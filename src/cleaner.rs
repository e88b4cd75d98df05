//! Retention sweep over the artifact directory.

use anyhow::{Context, Result};
use chrono::{DateTime, Duration as ChronoDuration, Utc};
use std::fs;
use std::io;
use std::path::{Path, PathBuf};
use tracing::{debug, error, info, warn};

use crate::artifact::{timestamp_from_file_name, ARTIFACT_EXTENSION};
use crate::TARGET_STORAGE;

/// Outcome of one cleanup sweep.
#[derive(Debug, Default)]
pub struct CleanupReport {
    pub scanned: usize,
    /// Files deleted, or that would have been deleted on a dry run.
    pub deleted: Vec<PathBuf>,
    pub kept: usize,
    pub failed: usize,
}

pub struct Cleaner {
    dir: PathBuf,
    retention: ChronoDuration,
    dry_run: bool,
}

impl Cleaner {
    pub fn new(dir: impl Into<PathBuf>, retention: ChronoDuration) -> Self {
        Self {
            dir: dir.into(),
            retention,
            dry_run: false,
        }
    }

    pub fn dry_run(mut self, dry_run: bool) -> Self {
        self.dry_run = dry_run;
        self
    }

    /// Deletes every JSON artifact in the directory older than the retention
    /// window, measured against `now`.
    ///
    /// A file's age comes from its artifact file name when it has one, and
    /// from its modification time otherwise. A file exactly at the retention
    /// age is kept. Failing to delete a single file is logged and counted;
    /// failing to read the directory is an error.
    pub fn clean(&self, now: DateTime<Utc>) -> Result<CleanupReport> {
        let mut report = CleanupReport::default();

        let entries = match fs::read_dir(&self.dir) {
            Ok(entries) => entries,
            Err(err) if err.kind() == io::ErrorKind::NotFound => {
                warn!(target: TARGET_STORAGE, "Output directory {} does not exist, nothing to clean", self.dir.display());
                return Ok(report);
            }
            Err(err) => {
                return Err(err)
                    .with_context(|| format!("Failed to read directory {}", self.dir.display()))
            }
        };

        // A window reaching past the representable date range covers every file
        let cutoff = now.checked_sub_signed(self.retention);
        match cutoff {
            Some(cutoff) => debug!(target: TARGET_STORAGE, "Removing artifacts in {} older than {}", self.dir.display(), cutoff),
            None => debug!(target: TARGET_STORAGE, "Retention of {} days keeps everything in {}", self.retention.num_days(), self.dir.display()),
        }

        for entry in entries {
            let entry = entry
                .with_context(|| format!("Failed to read directory {}", self.dir.display()))?;
            let path = entry.path();

            match entry.file_type() {
                Ok(file_type) if file_type.is_file() => {}
                Ok(_) => continue,
                Err(err) => {
                    warn!(target: TARGET_STORAGE, "Skipping {}: {}", path.display(), err);
                    continue;
                }
            }
            if path.extension().and_then(|ext| ext.to_str()) != Some(ARTIFACT_EXTENSION) {
                continue;
            }
            report.scanned += 1;

            let Some(created) = file_time(&path) else {
                warn!(target: TARGET_STORAGE, "Unable to determine age of {}, keeping it", path.display());
                report.kept += 1;
                continue;
            };

            if cutoff.map_or(true, |cutoff| created >= cutoff) {
                report.kept += 1;
                continue;
            }

            if self.dry_run {
                info!(target: TARGET_STORAGE, "Would delete: {}", path.display());
                report.deleted.push(path);
                continue;
            }

            match fs::remove_file(&path) {
                Ok(()) => {
                    info!(target: TARGET_STORAGE, "Deleted: {}", path.display());
                    report.deleted.push(path);
                }
                // Already gone, e.g. a concurrent sweep
                Err(err) if err.kind() == io::ErrorKind::NotFound => {
                    debug!(target: TARGET_STORAGE, "{} vanished before deletion", path.display());
                }
                Err(err) => {
                    error!(target: TARGET_STORAGE, "Error deleting {}: {}", path.display(), err);
                    report.failed += 1;
                }
            }
        }

        Ok(report)
    }
}

/// When a file was produced: the artifact timestamp, else its mtime.
fn file_time(path: &Path) -> Option<DateTime<Utc>> {
    if let Some(stamp) = path
        .file_name()
        .and_then(|name| name.to_str())
        .and_then(timestamp_from_file_name)
    {
        return Some(stamp);
    }

    fs::metadata(path)
        .and_then(|metadata| metadata.modified())
        .ok()
        .map(DateTime::<Utc>::from)
}

/// Deletes JSON artifacts in `dir` older than `retention` as of `now`.
pub fn clean_old_files(
    dir: &Path,
    retention: ChronoDuration,
    now: DateTime<Utc>,
) -> Result<CleanupReport> {
    Cleaner::new(dir, retention).clean(now)
}
use anyhow::{anyhow, Result};
use std::env;
use std::path::PathBuf;
use std::str::FromStr;

/// Retrieves an environment variable and splits it into a vector of strings based on a delimiter.
///
/// Empty segments are dropped, so an unset variable yields an empty vector.
///
/// # Arguments
/// - `var`: The name of the environment variable.
/// - `delimiter`: The character to split the environment variable's value by.
///
/// # Returns
/// - `Vec<String>`
pub fn get_env_var_as_vec(var: &str, delimiter: char) -> Vec<String> {
    env::var(var)
        .unwrap_or_default()
        .split(delimiter)
        .map(|s| s.trim().to_string())
        .filter(|s| !s.is_empty())
        .collect()
}

/// Reads a path from the environment, falling back to `default`.
pub fn get_env_var_as_path(var: &str, default: &str) -> PathBuf {
    match env::var(var) {
        Ok(value) if !value.trim().is_empty() => PathBuf::from(value.trim()),
        _ => PathBuf::from(default),
    }
}

/// Parses an environment variable into `T`, falling back to `default` when unset.
///
/// A variable that is set but does not parse is an error rather than being
/// silently replaced with the default.
pub fn get_env_var_parsed<T>(var: &str, default: T) -> Result<T>
where
    T: FromStr,
    T::Err: std::fmt::Display,
{
    match env::var(var) {
        Ok(value) if !value.trim().is_empty() => value
            .trim()
            .parse::<T>()
            .map_err(|e| anyhow!("Invalid value {:?} for {}: {}", value, var, e)),
        _ => Ok(default),
    }
}
//! Type definitions for the RSS module.

use serde::{Deserialize, Serialize};

/// A single collected feed entry, as written to a run artifact.
#[derive(Debug, Clone, PartialEq, Serialize, Deserialize)]
pub struct FeedEntry {
    pub title: String,
    pub link: String,
    /// RFC 3339 UTC, or empty when the feed gave no usable date.
    pub published: String,
    pub summary: String,
    /// Host of the feed the entry came from.
    pub source: String,
    pub fetched_at: String,
}

/// Raw response of a feed request, before decoding.
#[derive(Debug, Clone, Default)]
pub struct FetchedFeed {
    pub body: Vec<u8>,
    pub content_type: Option<String>,
    pub content_encoding: Option<String>,
}

/// JSON feed structure for parsing
#[derive(Debug, Deserialize)]
pub struct JsonFeed {
    #[serde(default)]
    pub items: Vec<JsonFeedItem>,
}

/// JSON feed item structure
#[derive(Debug, Deserialize)]
pub struct JsonFeedItem {
    pub id: Option<String>,
    pub url: Option<String>,
    pub title: Option<String>,
    pub summary: Option<String>,
    pub content_text: Option<String>,
    pub content_html: Option<String>,
    pub date_published: Option<String>,
    pub date_modified: Option<String>,
}

// Constants
pub const USER_AGENT: &str = concat!("rss_collector/", env!("CARGO_PKG_VERSION"));
pub const ACCEPT_FEEDS: &str = "application/rss+xml, application/atom+xml, application/feed+json, application/xml, text/xml, */*;q=0.9";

Work to be completed:
Each line above must be returned exactly as written.

Answer:
filename src/cleaner.rs
repository e88b4cd75d98df05
//! Retention sweep over the artifact directory.

use anyhow::{Context, Result};
use chrono::{DateTime, Duration as ChronoDuration, Utc};
use std::fs;
use std::io;
use std::path::{Path, PathBuf};
use tracing::{debug, error, info, warn};

use crate::artifact::{timestamp_from_file_name, ARTIFACT_EXTENSION};
use crate::TARGET_STORAGE;

/// Outcome of one cleanup sweep.
#[derive(Debug, Default)]
pub struct CleanupReport {
    pub scanned: usize,
    /// Files deleted, or that would have been deleted on a dry run.
    pub deleted: Vec<PathBuf>,
    pub kept: usize,
    pub failed: usize,
}

pub struct Cleaner {
    dir: PathBuf,
    retention: ChronoDuration,
    dry_run: bool,
}

impl Cleaner {
    pub fn new(dir: impl Into<PathBuf>, retention: ChronoDuration) -> Self {
        Self {
            dir: dir.into(),
            retention,
            dry_run: false,
        }
    }

    pub fn dry_run(mut self, dry_run: bool) -> Self {
        self.dry_run = dry_run;
        self
    }

    /// Deletes every JSON artifact in the directory older than the retention
    /// window, measured against `now`.
    ///
    /// A file's age comes from its artifact file name when it has one, and
    /// from its modification time otherwise. A file exactly at the retention
    /// age is kept. Failing to delete a single file is logged and counted;
    /// failing to read the directory is an error.
    pub fn clean(&self, now: DateTime<Utc>) -> Result<CleanupReport> {
        let mut report = CleanupReport::default();

        let entries = match fs::read_dir(&self.dir) {
            Ok(entries) => entries,
            Err(err) if err.kind() == io::ErrorKind::NotFound => {
                warn!(target: TARGET_STORAGE, "Output directory {} does not exist, nothing to clean", self.dir.display());
                return Ok(report);
            }
            Err(err) => {
                return Err(err)
                    .with_context(|| format!("Failed to read directory {}", self.dir.display()))
            }
        };

        // A window reaching past the representable date range covers every file
        let cutoff = now.checked_sub_signed(self.retention);
        match cutoff {
            Some(cutoff) => debug!(target: TARGET_STORAGE, "Removing artifacts in {} older than {}", self.dir.display(), cutoff),
            None => debug!(target: TARGET_STORAGE, "Retention of {} days keeps everything in {}", self.retention.num_days(), self.dir.display()),
        }

        for entry in entries {
            let entry = entry
                .with_context(|| format!("Failed to read directory {}", self.dir.display()))?;
            let path = entry.path();

            match entry.file_type() {
                Ok(file_type) if file_type.is_file() => {}
                Ok(_) => continue,
                Err(err) => {
                    warn!(target: TARGET_STORAGE, "Skipping {}: {}", path.display(), err);
                    continue;
                }
            }
            if path.extension().and_then(|ext| ext.to_str()) != Some(ARTIFACT_EXTENSION) {
                continue;
            }
            report.scanned += 1;

            let Some(created) = file_time(&path) else {
                warn!(target: TARGET_STORAGE, "Unable to determine age of {}, keeping it", path.display());
                report.kept += 1;
                continue;
            };

            if cutoff.map_or(true, |cutoff| created >= cutoff) {
                report.kept += 1;
                continue;
            }

            if self.dry_run {
                info!(target: TARGET_STORAGE, "Would delete: {}", path.display());
                report.deleted.push(path);
                continue;
            }

            match fs::remove_file(&path) {
                Ok(()) => {
                    info!(target: TARGET_STORAGE, "Deleted: {}", path.display());
                    report.deleted.push(path);
                }
                // Already gone, e.g. a concurrent sweep
                Err(err) if err.kind() == io::ErrorKind::NotFound => {
                    debug!(target: TARGET_STORAGE, "{} vanished before deletion", path.display());
                }
                Err(err) => {
                    error!(target: TARGET_STORAGE, "Error deleting {}: {}", path.display(), err);
                    report.failed += 1;
                }
            }
        }

        Ok(report)
    }
}

/// When a file was produced: the artifact timestamp, else its mtime.
fn file_time(path: &Path) -> Option<DateTime<Utc>> {
    if let Some(stamp) = path
        .file_name()
        .and_then(|name| name.to_str())
        .and_then(timestamp_from_file_name)
    {
        return Some(stamp);
    }

    fs::metadata(path)
        .and_then(|metadata| metadata.modified())
        .ok()
        .map(DateTime::<Utc>::from)
}

/// Deletes JSON artifacts in `dir` older than `retention` as of `now`.
pub fn clean_old_files(
    dir: &Path,
    retention: ChronoDuration,
    now: DateTime<Utc>,
) -> Result<CleanupReport> {
    Cleaner::new(dir, retention).clean(now)
}
use anyhow::{anyhow, Result};
use std::env;
use std::path::PathBuf;
use std::str::FromStr;

/// Retrieves an environment variable and splits it into a vector of strings based on a delimiter.
///
/// Empty segments are dropped, so an unset variable yields an empty vector.
///
/// # Arguments
/// - `var`: The name of the environment variable.
/// - `delimiter`: The character to split the environment variable's value by.
///
/// # Returns
/// - `Vec<String>`
pub fn get_env_var_as_vec(var: &str, delimiter: char) -> Vec<String> {
    env::var(var)
        .unwrap_or_default()
        .split(delimiter)
        .map(|s| s.trim().to_string())
        .filter(|s| !s.is_empty())
        .collect()
}

/// Reads a path from the environment, falling back to `default`.
pub fn get_env_var_as_path(var: &str, default: &str) -> PathBuf {
    match env::var(var) {
        Ok(value) if !value.trim().is_empty() => PathBuf::from(value.trim()),
        _ => PathBuf::from(default),
    }
}

/// Parses an environment variable into `T`, falling back to `default` when unset.
///
/// A variable that is set but does not parse is an error rather than being
/// silently replaced with the default.
pub fn get_env_var_parsed<T>(var: &str, default: T) -> Result<T>
where
    T: FromStr,
    T::Err: std::fmt::Display,
{
    match env::var(var) {
        Ok(value) if !value.trim().is_empty() => value
            .trim()
            .parse::<T>()
            .map_err(|e| anyhow!("Invalid value {:?} for {}: {}", value, var, e)),
        _ => Ok(default),
    }
}
//! Type definitions for the RSS module.

use serde::{Deserialize, Serialize};

/// A single collected feed entry, as written to a run artifact.
#[derive(Debug, Clone, PartialEq, Serialize, Deserialize)]
pub struct FeedEntry {
    pub title: String,
    pub link: String,
    /// RFC 3339 UTC, or empty when the feed gave no usable date.
    pub published: String,
    pub summary: String,
    /// Host of the feed the entry came from.
    pub source: String,
    pub fetched_at: String,
}

/// Raw response of a feed request, before decoding.
#[derive(Debug, Clone, Default)]
pub struct FetchedFeed {
    pub body: Vec<u8>,
    pub content_type: Option<String>,
    pub content_encoding: Option<String>,
}

/// JSON feed structure for parsing
#[derive(Debug, Deserialize)]
pub struct JsonFeed {
    #[serde(default)]
    pub items: Vec<JsonFeedItem>,
}

/// JSON feed item structure
#[derive(Debug, Deserialize)]
pub struct JsonFeedItem {
    pub id: Option<String>,
    pub url: Option<String>,
    pub title: Option<String>,
    pub summary: Option<String>,
    pub content_text: Option<String>,
    pub content_html: Option<String>,
    pub date_published: Option<String>,
    pub date_modified: Option<String>,
}

// Constants
pub const USER_AGENT: &str = concat!("rss_collector/", env!("CARGO_PKG_VERSION"));
pub const ACCEPT_FEEDS: &str = "application/rss+xml, application/atom+xml, application/feed+json, application/xml, text/xml, */*;q=0.9";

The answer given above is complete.